But to what extent does this same critique hold true for Christian academic systematicians, who by the very nature of their academic vocation, consciously press toward theological concerns? This is an interesting question and one that I’ve been ruminating on for the past month or so. In as much as the SAET’s vision for the pastor-theologian pushes towards systematics, it’s appropriate to ask if there remains a need for the pastor-theologian when we already have gifted academic theologians like Jenson.
Jenson is brilliant — a remarkable thinker and scholar. He is a significant voice in the ecumenical movement, and those familiar with his overall work know that his theology pushes beyond mere academic concerns. His work is centered around the life of the church, and is distinctly and consciously Christian; it is not merely descriptive, but ecclesially prescriptive. So the basic critique that I’ve leveled against Christian academic scholarship does not obtain with Jenson (or, I suspect, with other trinitarian theologians such as a Guton, David Hart, Pannenberg, Webster, Vanhoozer, etc., none of whom I’ve read extensively.)

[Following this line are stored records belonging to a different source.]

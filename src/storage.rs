//! On-disk layout of stored assets and the filesystem seam.
//!
//! Every asset root holds three sibling directories that share one
//! filename per asset:
//!
//! ```text
//! <root>/
//! ├── original/<name>   # working copy, rewritten by manipulate
//! ├── pristine/<name>   # byte-identical upload, written once
//! └── thumb/<name>      # derived thumbnail
//! ```
//!
//! File operations used by ingestion and the asset lifecycle go through
//! [`AssetFs`] so failure paths (a pristine copy that fails once, a
//! directory that cannot be created) can be exercised in tests.

use serde::Serialize;
use std::io;
use std::path::{Path, PathBuf};

pub const ORIGINAL_DIR: &str = "original";
pub const PRISTINE_DIR: &str = "pristine";
pub const THUMB_DIR: &str = "thumb";

/// Filesystem operations the pipeline performs.
pub trait AssetFs: Sync {
    /// Recursive and idempotent; succeeds if the directory already exists.
    fn create_dir_all(&self, path: &Path) -> io::Result<()>;
    fn write(&self, path: &Path, bytes: &[u8]) -> io::Result<()>;
    fn copy(&self, from: &Path, to: &Path) -> io::Result<()>;
    fn remove_file(&self, path: &Path) -> io::Result<()>;
    fn exists(&self, path: &Path) -> bool;
    /// Make `dir` group-writable so a retried write can succeed.
    fn relax_permissions(&self, dir: &Path) -> io::Result<()>;
}

/// The real filesystem.
#[derive(Debug, Default, Clone, Copy)]
pub struct LocalFs;

impl AssetFs for LocalFs {
    fn create_dir_all(&self, path: &Path) -> io::Result<()> {
        std::fs::create_dir_all(path)
    }

    fn write(&self, path: &Path, bytes: &[u8]) -> io::Result<()> {
        std::fs::write(path, bytes)
    }

    fn copy(&self, from: &Path, to: &Path) -> io::Result<()> {
        std::fs::copy(from, to).map(|_| ())
    }

    fn remove_file(&self, path: &Path) -> io::Result<()> {
        std::fs::remove_file(path)
    }

    fn exists(&self, path: &Path) -> bool {
        path.exists()
    }

    #[cfg(unix)]
    fn relax_permissions(&self, dir: &Path) -> io::Result<()> {
        use std::os::unix::fs::PermissionsExt;
        std::fs::set_permissions(dir, std::fs::Permissions::from_mode(0o775))
    }

    #[cfg(not(unix))]
    fn relax_permissions(&self, dir: &Path) -> io::Result<()> {
        let mut perms = std::fs::metadata(dir)?.permissions();
        perms.set_readonly(false);
        std::fs::set_permissions(dir, perms)
    }
}

/// Paths of the three copies of one asset.
#[derive(Debug, Clone, PartialEq, Eq, Serialize)]
pub struct StoredAsset {
    pub filename: String,
    pub working_path: PathBuf,
    pub pristine_path: PathBuf,
    pub thumbnail_path: PathBuf,
}

impl StoredAsset {
    /// All three paths, working copy first.
    pub fn paths(&self) -> [&Path; 3] {
        [
            self.working_path.as_path(),
            self.thumbnail_path.as_path(),
            self.pristine_path.as_path(),
        ]
    }

    /// Keyframe thumbnail of a video asset. The extractor picks its encoder
    /// from the extension, so the video's own name gets `.jpg` appended.
    pub fn poster_path(&self) -> PathBuf {
        let mut name = self.thumbnail_path.as_os_str().to_owned();
        name.push(".jpg");
        PathBuf::from(name)
    }
}

/// An asset root and its three subdirectories.
#[derive(Debug, Clone, PartialEq, Eq)]
pub struct AssetLayout {
    root: PathBuf,
}

impl AssetLayout {
    pub fn new(root: impl Into<PathBuf>) -> Self {
        Self { root: root.into() }
    }

    pub fn root(&self) -> &Path {
        &self.root
    }

    pub fn original_dir(&self) -> PathBuf {
        self.root.join(ORIGINAL_DIR)
    }

    pub fn pristine_dir(&self) -> PathBuf {
        self.root.join(PRISTINE_DIR)
    }

    pub fn thumb_dir(&self) -> PathBuf {
        self.root.join(THUMB_DIR)
    }

    /// Directories ingestion must create, in creation order.
    pub fn directories(&self) -> [PathBuf; 3] {
        [self.original_dir(), self.thumb_dir(), self.pristine_dir()]
    }

    /// Resolve the three paths for `filename`.
    ///
    /// Only the final component of `filename` is used, so a caller-supplied
    /// name cannot escape the asset root.
    pub fn asset(&self, filename: &str) -> StoredAsset {
        let filename = Path::new(filename)
            .file_name()
            .map(|n| n.to_string_lossy().into_owned())
            .unwrap_or_default();
        StoredAsset {
            working_path: self.original_dir().join(&filename),
            pristine_path: self.pristine_dir().join(&filename),
            thumbnail_path: self.thumb_dir().join(&filename),
            filename,
        }
    }

    /// True if any of the three copies of `filename` exists.
    pub fn is_taken(&self, fs: &impl AssetFs, filename: &str) -> bool {
        self.asset(filename).paths().iter().any(|p| fs.exists(p))
    }
}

So where does this leave the pastor-theologian? What can a pastor-theologian contribute to orthodox/evangelical theology that is not already being done by academic theologians? In a previous post I had argued for a division of labor between academic scholars (representing their respective narrow guilds) and pastor-theologians. But there is, I now see, a need for a further division of labor between academic theologians and pastor-theologians. After reading Jenson (and some of Pannenberg) with this question specifically in mind, I’m still convinced the pastor-theologian has something helpful to offer the church’s theology. In a number of subsequent posts I will lay out a preliminary apologetic for the existence of the pastor-theologian against the backdrop of ecclesially sensitive academic theologians.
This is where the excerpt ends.